Walk with a Companion:
The old "safety in numbers" cliché is as accurate as ever. When you walk at night with a companion, continue to be
AWARE AND ALERT.
Stick to Well-Lighted Walkways:
Avoid sidewalks where shrubs, alleys and dark doorways can hide attackers.
Protect Yourself in a Crowd:
In a crowd, wear your purse over your shoulder with the opening toward your body. If someone grabs it, let go. Put
wallets in a front pocket or your jacket. If you feel that you are being followed, cross the street and change directions
a few times. Walk or run quickly to a well-lighted shop or where crowds of people can help if needed. DO NOT GO
HOME. You don't want to let an attacker know where you live.
Using an Elevator:
When using an elevator, be with friends or family. Stand close to the door and near the controls with your back against
a wall. If a situation arises press the alarm button and press as many floor buttons as possible, this will afford more
opportunities for escape.
• Shop before dark if possible, and with a friend. Park only in well-lighted parking lots.

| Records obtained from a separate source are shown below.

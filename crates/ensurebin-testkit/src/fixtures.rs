//! Fixtures: fake binaries, wrapper scripts and manifests
//!
//! Fake binaries are `#!/bin/sh` scripts, so tests using them should be
//! `#[cfg(unix)]`.

use sha2::{Digest, Sha256};
use std::path::{Path, PathBuf};

/// A manifest `[[download]]` entry for [`write_manifest`]
#[derive(Debug, Clone)]
pub struct FakeDownload {
    pub platform: String,
    pub arch: Option<String>,
    pub url: String,
    pub checksum: String,
}

impl FakeDownload {
    pub fn new(platform: &str, arch: Option<&str>, url: &str, body: &[u8]) -> Self {
        Self {
            platform: platform.to_string(),
            arch: arch.map(str::to_string),
            url: url.to_string(),
            checksum: sha256_hex(body),
        }
    }
}

/// Writes an executable shell script `dir/name` with `body` after the shebang
pub fn write_script(dir: &Path, name: &str, body: &str) -> PathBuf {
    std::fs::create_dir_all(dir).unwrap();
    let path = dir.join(name);
    std::fs::write(&path, format!("#!/bin/sh\n{body}\n")).unwrap();

    #[cfg(unix)]
    {
        use std::os::unix::fs::PermissionsExt;
        let mut perms = std::fs::metadata(&path).unwrap().permissions();
        perms.set_mode(0o755);
        std::fs::set_permissions(&path, perms).unwrap();
    }

    path
}

/// Writes a fake binary that prints `stdout` and exits 0
pub fn write_fake_binary(dir: &Path, name: &str, stdout: &str) -> PathBuf {
    write_script(dir, name, &format!("echo '{stdout}'"))
}

/// Body of a downloadable fake binary printing `version`
pub fn fake_binary_body(version: &str) -> Vec<u8> {
    format!("#!/bin/sh\necho '{version}'\n").into_bytes()
}

/// Writes a wrapper script carrying `marker`, like the one a prior global
/// install leaves on PATH
pub fn write_marker_wrapper(dir: &Path, name: &str, marker: &str) -> PathBuf {
    write_script(dir, name, &format!("# {marker}\nexit 0"))
}

/// Writes `<root>/ensurebin.toml` describing `name`@`version`
pub fn write_manifest(
    root: &Path,
    name: &str,
    version: &str,
    downloads: &[FakeDownload],
) -> PathBuf {
    std::fs::create_dir_all(root).unwrap();

    let mut content = format!(
        "[binary]\nname = \"{name}\"\nversion = \"{version}\"\nprobe_timeout_ms = 5000\n"
    );
    for download in downloads {
        content.push_str("\n[[download]]\n");
        content.push_str(&format!("platform = \"{}\"\n", download.platform));
        if let Some(arch) = &download.arch {
            content.push_str(&format!("arch = \"{arch}\"\n"));
        }
        content.push_str(&format!("url = \"{}\"\n", download.url));
        content.push_str(&format!("checksum = \"{}\"\n", download.checksum));
    }

    let path = root.join("ensurebin.toml");
    std::fs::write(&path, content).unwrap();
    path
}

/// Hex-encoded SHA-256 of `bytes`
pub fn sha256_hex(bytes: &[u8]) -> String {
    let digest = Sha256::digest(bytes);
    digest.iter().map(|b| format!("{b:02x}")).collect()
}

• Lock your packages and gifts in your vehicle's trunk. Keep your vehicle's doors locked and windows closed.
• Avoid carrying large sums of money. Pay for purchases with a check, credit card, or debit card when possible.
• To discourage purse-snatches, don't overburden yourself with packages. Have your purchases delivered whenever
• Be extra careful with purses and wallets. Carry only what you need, and put it in a pocket.
• Teach children to go to a store clerk or police officer and ask for help if you become separated. They should never
go into the parking lot alone. Identity a place inside the mall to meet if you become separated.
• Do not leave children alone in vehicles.